Work item:
A single number is the answer here: the count of lines in the data below that include the word "self".

The input:
************
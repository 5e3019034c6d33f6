//! Persistence seams for leases and tasks.
//!
//! The executor only talks to these traits. Two backends ship with the crate:
//! [`MemoryStore`] for tests and single-process use, and [`SqliteStore`] for
//! nodes sharing one database file.
//!
//! # Coordination contract
//!
//! Mutual exclusion rests entirely on [`LeaseStore::acquire`]: it must be a
//! single conditional write that succeeds for at most one caller per lease,
//! and only while the lease is still unowned. Ownership is never cleared.
//!
//! Leases carry no expiry. A node that dies while holding a lease leaves the
//! group unfinished until that same owner name comes back and resumes it,
//! which in turn keeps the slice from ever completing on other nodes.

mod memory;
mod sqlite;

pub use memory::MemoryStore;
pub use sqlite::SqliteStore;

use async_trait::async_trait;

use crate::error::StoreResult;
use crate::time::TimeSlice;
use crate::types::{Lease, Task};

#[async_trait]
pub trait LeaseStore: Send + Sync {
    /// Insert an unowned, unfinished lease. Inserting a lease that already
    /// exists leaves the stored row untouched.
    async fn create_lease(&self, lease: &Lease) -> StoreResult<()>;

    /// Every lease of `time_slice` not yet marked finished, all task types.
    async fn find_unfinished_leases(&self, time_slice: TimeSlice) -> StoreResult<Vec<Lease>>;

    /// Claim `lease` for `owner`. Returns `true` only if the stored row was
    /// unowned and is now owned by `owner`.
    async fn acquire(&self, lease: &Lease, owner: &str) -> StoreResult<bool>;

    /// Mark `lease` finished. Returns `false` when the row is missing, is
    /// not owned by `owner` or was already finished.
    async fn finish(&self, lease: &Lease, owner: &str) -> StoreResult<bool>;

    /// Remove every lease row of `time_slice`.
    async fn delete_lease_partition(&self, time_slice: TimeSlice) -> StoreResult<()>;
}

#[async_trait]
pub trait TaskStore: Send + Sync {
    /// Tasks stored under one partition, in insertion order.
    async fn find_tasks(
        &self,
        task_type: &str,
        time_slice: TimeSlice,
        segment: u32,
    ) -> StoreResult<Vec<Task>>;

    /// Store `task` under `(task.task_type, time_slice, task.segment)`.
    /// Inserting the same target twice into a partition keeps one row.
    async fn insert_task(&self, time_slice: TimeSlice, task: &Task) -> StoreResult<()>;

    /// Remove one partition after all of its tasks were rescheduled.
    async fn delete_task_segment(
        &self,
        task_type: &str,
        time_slice: TimeSlice,
        segment: u32,
    ) -> StoreResult<()>;
}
************
Answer section:
8